Fig. 6. Deletion of Rgs12 attenuates the BayK8644-amplified Ca²⁺ influx through L-type Ca²⁺ channel.

(A), (B) and (C): Effect of BayK8644 on intracellular Ca²⁺ in Rgs12^f/f OPCs. (A) Representative images of intracellular Ca²⁺ in Rgs12^f/f OPCs in the presence or absence of 10μM BayK8644 stimulation. OPCs were incubated in Ca²⁺ free ISO as previous described, and treated with BayK8644 in ISO (lower panel) or ISO alone (upper panel). (B) Overlay of traces from OPCs. Arrow indicated the time point when different solutions applied (S, started from S 0 min). Data was expressed as a fold change as previous described (n=28 cells per group). (C) Quantitative analysis of fluo-4 intensity at indicated time point. *p <0.05, ***p <0.001 vs cells without BayK8644, n=28 cells per group. (D), (E) and (F): Effect of BayK8644 on Rgs12^f/f or Rgs12^d/d OPCs. (D) Representative images of intracellular Ca²⁺ for OPCs before (0 min) and after stimulation of 10μM BayK8644 (BayK, started from BayK 0 min).
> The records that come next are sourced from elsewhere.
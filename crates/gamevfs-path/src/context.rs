//! Working-directory context for absolutizing relative paths.

use crate::PathError;
use crate::path::Path;

/// The directory relative paths are resolved against.
///
/// Most callers want [`PathContext::process`]. Tests and tools that need
/// deterministic output construct one with [`PathContext::new`].
#[derive(Debug, Clone, PartialEq, Eq)]
pub struct PathContext {
    cwd: Path,
}

impl PathContext {
    /// Use an explicit working directory. It must be a root or drive path.
    pub fn new(cwd: Path) -> Result<Self, PathError> {
        if cwd.is_relative() {
            return Err(PathError::InvalidOperation(format!(
                "working directory must be absolute: '{}'",
                cwd
            )));
        }
        Ok(Self {
            cwd: cwd.normalize().as_directory(),
        })
    }

    /// Snapshot the process working directory.
    ///
    /// Falls back to `/` when the directory cannot be read or is not valid
    /// UTF-8.
    pub fn process() -> Self {
        std::env::current_dir()
            .ok()
            .and_then(|dir| dir.to_str().map(Path::parse))
            .and_then(|cwd| Self::new(cwd).ok())
            .unwrap_or_else(|| Self {
                cwd: Path::root_path(),
            })
    }

    pub fn cwd(&self) -> &Path {
        &self.cwd
    }
}
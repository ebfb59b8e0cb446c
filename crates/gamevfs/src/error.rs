//! Error type for pool construction and tree lookups.
//!
//! Probing for a missing path is not an error anywhere in this crate: it
//! shows up as [`ResourceType::NonExistent`](crate::ResourceType), `None` or
//! an empty listing. `VfsError` is reserved for malformed input, broken
//! archives and configuration problems.

use gamevfs_path::PathError;
use thiserror::Error;

/// Result type for fallible gamevfs operations.
pub type VfsResult<T> = Result<T, VfsError>;

#[derive(Debug, Error)]
pub enum VfsError {
    #[error(transparent)]
    Path(#[from] PathError),
    #[error("invalid operation: {0}")]
    InvalidOperation(String),
    #[error("absolute path not allowed here: {0}")]
    AbsolutePath(String),
    #[error("path escapes its base: {0}")]
    EscapingPath(String),
    #[error("already exists: {0}")]
    AlreadyExists(String),
    #[error("not found: {0}")]
    NotFound(String),
    #[error("bad archive magic: expected {expected:?}, found {found:?}")]
    BadArchiveMagic { expected: [u8; 4], found: [u8; 4] },
    #[error("unsupported archive version: {0}")]
    UnsupportedArchiveVersion(u32),
    #[error("corrupt archive: {0}")]
    CorruptArchive(String),
    #[error("config error: {0}")]
    Config(String),
    #[error("io error: {0}")]
    Io(#[from] std::io::Error),
}
//! Wire shapes for the upstream marketplace API.
//!
//! Every payload is wrapped in a status envelope; a non-zero code is a
//! protocol-level failure even when the HTTP status is 200.

use serde::{Deserialize, Serialize};

use crate::domain::{PharmaOpsError, Result};

/// Codes the upstream uses for an expired or missing session token.
const TOKEN_EXPIRED_CODES: &[i64] = &[401, 10401];

#[derive(Debug, Clone, Serialize, Deserialize)]
pub struct Envelope<T> {
    pub code: i64,
    #[serde(default)]
    pub message: String,
    pub data: Option<T>,
}

impl<T> Envelope<T> {
    /// Unwrap the payload, surfacing a protocol error on non-success status.
    pub fn into_data(self) -> Result<T> {
        if self.is_token_expired() {
            return Err(PharmaOpsError::auth(format!(
                "upstream session expired: {}",
                self.message
            )));
        }
        if self.code != 0 {
            return Err(PharmaOpsError::UpstreamProtocol {
                code: self.code,
                message: self.message,
            });
        }
        self.data.ok_or_else(|| PharmaOpsError::UpstreamProtocol {
            code: 0,
            message: "success envelope with no data".to_string(),
        })
    }

    /// The recognized "token expired" payload shape. A success code is never
    /// treated as expired, whatever the message says.
    pub fn is_token_expired(&self) -> bool {
        TOKEN_EXPIRED_CODES.contains(&self.code)
            || (self.code != 0
                && (self.message.contains("token") || self.message.contains("登录已过期")))
    }
}

/// Login response payload.
#[derive(Debug, Clone, Serialize, Deserialize)]
#[serde(rename_all = "camelCase")]
pub struct LoginData {
    pub token: String,
    /// Seconds until the token expires.
    pub expires_in: i64,
}

/// Aggregate search row: min/max price and supplier count, no per-supplier
/// prices.
#[derive(Debug, Clone, Serialize, Deserialize)]
#[serde(rename_all = "camelCase")]
pub struct AggregateRow {
    #[serde(default)]
    pub id: Option<String>,
    pub name: String,
    #[serde(default)]
    pub spec: String,
    #[serde(default)]
    pub factory: String,
    #[serde(default)]
    pub min_price: Option<f64>,
    #[serde(default)]
    pub max_price: Option<f64>,
    #[serde(default)]
    pub provider_count: u32,
}

/// Supplier facet row.
#[derive(Debug, Clone, Serialize, Deserialize)]
#[serde(rename_all = "camelCase")]
pub struct SupplierRow {
    #[serde(default)]
    pub pid: Option<String>,
    pub pname: String,
}

/// One supplier offer from the hot list.
#[derive(Debug, Clone, Serialize, Deserialize)]
#[serde(rename_all = "camelCase")]
pub struct OfferRow {
    pub name: String,
    #[serde(default)]
    pub spec: String,
    #[serde(default)]
    pub factory: String,
    pub price: f64,
    #[serde(default)]
    pub pid: Option<String>,
    #[serde(default)]
    pub pname: String,
    #[serde(default)]
    pub url: Option<String>,
    #[serde(default)]
    pub approval_number: Option<String>,
}

/// Paged list wrapper used by the search and hot-list endpoints.
#[derive(Debug, Clone, Serialize, Deserialize)]
pub struct PagedList<T> {
    #[serde(default = "Vec::new")]
    pub list: Vec<T>,
    #[serde(default)]
    pub total: u64,
}

/// Convert a float yuan price into integer cents, rounding half away from
/// zero the way the upstream's own UI renders it.
pub fn price_to_cents(price: f64) -> i64 {
    (price * 100.0).round() as i64
}
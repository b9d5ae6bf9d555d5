//! Endpoint-first, browser-fallback acquisition (C4).

use std::collections::HashMap;
use std::sync::Arc;

use futures::stream::{self, StreamExt};
use tracing::{debug, info, instrument, warn};

use crate::browser::OfferHarvester;
use crate::domain::{
    AcquisitionMethod, AcquisitionResult, CancelToken, DrugAggregate, Offer, OfferSource,
    PharmaOpsError, Result,
};
use crate::engine::{matches_keyword, normalize_manufacturer, normalize_name,
    normalize_specification};
use crate::upstream::UpstreamApi;

#[derive(Debug, Clone)]
pub struct AcquireOptions {
    /// How many of the (up to ~1000) facet suppliers to visit.
    pub supplier_cap: usize,
    /// Concurrent hot-list calls within one keyword.
    pub api_concurrency: usize,
    /// Endpoint pass is sufficient at this many offers.
    pub min_providers: usize,
    pub force_browser: bool,
    /// Never fall back to the browser (operator "quick" mode).
    pub endpoint_only: bool,
    /// Opt-in detail-page navigation for approval numbers.
    pub fetch_detail: bool,
}

impl Default for AcquireOptions {
    fn default() -> Self {
        Self {
            supplier_cap: 100,
            api_concurrency: 8,
            min_providers: 5,
            force_browser: false,
            endpoint_only: false,
            fetch_detail: false,
        }
    }
}

/// Dedup identity within one acquisition: normalized product identity plus
/// supplier and scaled price.
type MergeKey = (String, String, String, String, i64);

fn merge_key(offer: &Offer) -> MergeKey {
    (
        normalize_name(&offer.name),
        normalize_specification(&offer.specification),
        normalize_manufacturer(&offer.manufacturer),
        offer.supplier_key().to_string(),
        offer.price_cents,
    )
}

pub struct AcquisitionOrchestrator {
    api: Arc<dyn UpstreamApi>,
    harvester: Arc<dyn OfferHarvester>,
}

impl AcquisitionOrchestrator {
    pub fn new(api: Arc<dyn UpstreamApi>, harvester: Arc<dyn OfferHarvester>) -> Self {
        Self { api, harvester }
    }

    /// The hybrid strategy: endpoint pass, sufficiency check, optional
    /// browser pass, then an order-independent merge.
    #[instrument(skip(self, opts, cancel), fields(keyword = %keyword))]
    pub async fn acquire_suppliers_for_keyword(
        &self,
        keyword: &str,
        opts: &AcquireOptions,
        cancel: &CancelToken,
    ) -> Result<AcquisitionResult> {
        if keyword.trim().is_empty() {
            return Err(PharmaOpsError::validation("keyword must not be empty"));
        }

        cancel.check()?;
        let (aggregates, endpoint_offers) = self.endpoint_pass(keyword, opts, cancel).await?;
        let endpoint_count = endpoint_offers.len();

        let sufficient = endpoint_count >= opts.min_providers && !opts.force_browser;
        if opts.endpoint_only || sufficient {
            debug!(
                offers = endpoint_count,
                "endpoint pass sufficient, skipping browser"
            );
            return Ok(AcquisitionResult {
                keyword: keyword.to_string(),
                method: AcquisitionMethod::Endpoint,
                offers: merge_offers(endpoint_offers, Vec::new()),
                aggregates,
                endpoint_count,
                browser_count: 0,
            });
        }

        // Browser fallback. A failed harvest keeps the endpoint data.
        cancel.check()?;
        let browser_offers = match self.harvester.harvest_offers(keyword, cancel).await {
            Ok(offers) => offers,
            Err(PharmaOpsError::Cancelled) => return Err(PharmaOpsError::Cancelled),
            Err(PharmaOpsError::BrowserHarvest { reason }) => {
                warn!(keyword = %keyword, reason = %reason, "browser pass failed, keeping endpoint data");
                Vec::new()
            }
            Err(other) => return Err(other),
        };
        let browser_count = browser_offers.len();

        // The browser pass ran, so the result is never labeled Endpoint
        // here; that label is reserved for the early return above. An empty
        // or failed harvest is a degraded hybrid attempt.
        let method = match (endpoint_count, browser_count) {
            (0, n) if n > 0 => AcquisitionMethod::Browser,
            _ => AcquisitionMethod::Hybrid,
        };

        let mut offers = merge_offers(endpoint_offers, browser_offers);

        if opts.fetch_detail {
            self.enrich_with_detail(&aggregates, &mut offers).await;
        }

        info!(
            method = method.as_str(),
            endpoint = endpoint_count,
            browser = browser_count,
            merged = offers.len(),
            "acquisition complete"
        );

        Ok(AcquisitionResult {
            keyword: keyword.to_string(),
            method,
            offers,
            aggregates,
            endpoint_count,
            browser_count,
        })
    }

    async fn endpoint_pass(
        &self,
        keyword: &str,
        opts: &AcquireOptions,
        cancel: &CancelToken,
    ) -> Result<(Vec<DrugAggregate>, Vec<Offer>)> {
        let aggregates: Vec<DrugAggregate> = self
            .api
            .search_aggregate(keyword, 1, 100)
            .await?
            .into_iter()
            .filter(|agg| matches_keyword(&agg.name, keyword))
            .collect();

        cancel.check()?;
        let mut suppliers = self.api.facet_suppliers(keyword).await?;
        suppliers.truncate(opts.supplier_cap);

        cancel.check()?;

        // Hot lists complete in any order; name-only suppliers cannot be
        // queried by id and are left to the browser pass.
        let api = self.api.clone();
        let results: Vec<Result<Vec<Offer>>> = stream::iter(
            suppliers
                .into_iter()
                .filter_map(|s| s.id)
                .map(|sid| {
                    let api = api.clone();
                    let cancel = cancel.clone();
                    async move {
                        cancel.check()?;
                        api.supplier_hot_list(&sid, 1, 100).await
                    }
                }),
        )
        .buffer_unordered(opts.api_concurrency.max(1))
        .collect()
        .await;

        let mut offers = Vec::new();
        for result in results {
            match result {
                Ok(batch) => {
                    offers.extend(
                        batch
                            .into_iter()
                            .filter(|o| matches_keyword(&o.name, keyword)),
                    );
                }
                Err(e @ PharmaOpsError::Auth(_)) => return Err(e),
                Err(PharmaOpsError::Cancelled) => return Err(PharmaOpsError::Cancelled),
                Err(e) => warn!(keyword = %keyword, "supplier hot list failed: {}", e),
            }
        }

        Ok((aggregates, offers))
    }

    /// Best-effort approval-number enrichment from detail pages, bounded to
    /// the first few aggregates.
    async fn enrich_with_detail(&self, aggregates: &[DrugAggregate], offers: &mut [Offer]) {
        for aggregate in aggregates.iter().filter(|a| a.upstream_id.is_some()).take(5) {
            let upstream_id = aggregate.upstream_id.as_deref().unwrap_or_default();
            let signals = match self.harvester.extract_detail(upstream_id).await {
                Ok(signals) => signals,
                Err(e) => {
                    debug!(upstream_id = %upstream_id, "detail extraction failed: {}", e);
                    continue;
                }
            };
            let Some(approval) = signals.approval_number else {
                continue;
            };

            let agg_name = normalize_name(&aggregate.name);
            let agg_spec = normalize_specification(&aggregate.specification);
            for offer in offers.iter_mut() {
                if offer.approval_number.is_none()
                    && normalize_name(&offer.name) == agg_name
                    && normalize_specification(&offer.specification) == agg_spec
                {
                    offer.approval_number = Some(approval.clone());
                }
            }
        }
    }
}

/// Merge the two passes. On duplicate identity the record with more populated
/// fields wins; endpoint provenance wins ties on identical content.
pub fn merge_offers(endpoint: Vec<Offer>, browser: Vec<Offer>) -> Vec<Offer> {
    let mut merged: HashMap<MergeKey, Offer> = HashMap::new();

    for offer in endpoint.into_iter().chain(browser) {
        let key = merge_key(&offer);
        match merged.get_mut(&key) {
            None => {
                merged.insert(key, offer);
            }
            Some(existing) => {
                let replace = offer.specificity() > existing.specificity()
                    || (offer.specificity() == existing.specificity()
                        && existing.source == OfferSource::Browser
                        && offer.source == OfferSource::Endpoint);
                if replace {
                    *existing = offer;
                }
            }
        }
    }

    let mut offers: Vec<Offer> = merged.into_values().collect();
    // Deterministic output independent of completion order.
    offers.sort_by(|a, b| {
        (&a.name, &a.specification, a.supplier_key(), a.price_cents).cmp(&(
            &b.name,
            &b.specification,
            b.supplier_key(),
            b.price_cents,
        ))
    });
    offers
}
OPCs were incubated in Ca²⁺ free ISO as previous, and treated with BayK8644 in ISO. Upper panel, Rgs12^f/f OPCs; lower panel, Rgs12^d/d OPCs. (E) Overlay of traces from OPCs. Arrow indicated the time point of BayK8644 application. Data was expressed as a fold change (n=28 cells per group). (F) Quantitative analysis of fluo-4 intensity at indicated time point. *p <0.05, ***p <0.001 vs Rgs12^f/f cells, n=28 cells per group. Scale bars, 50μm. Quantitative data were presented as mean ± SD.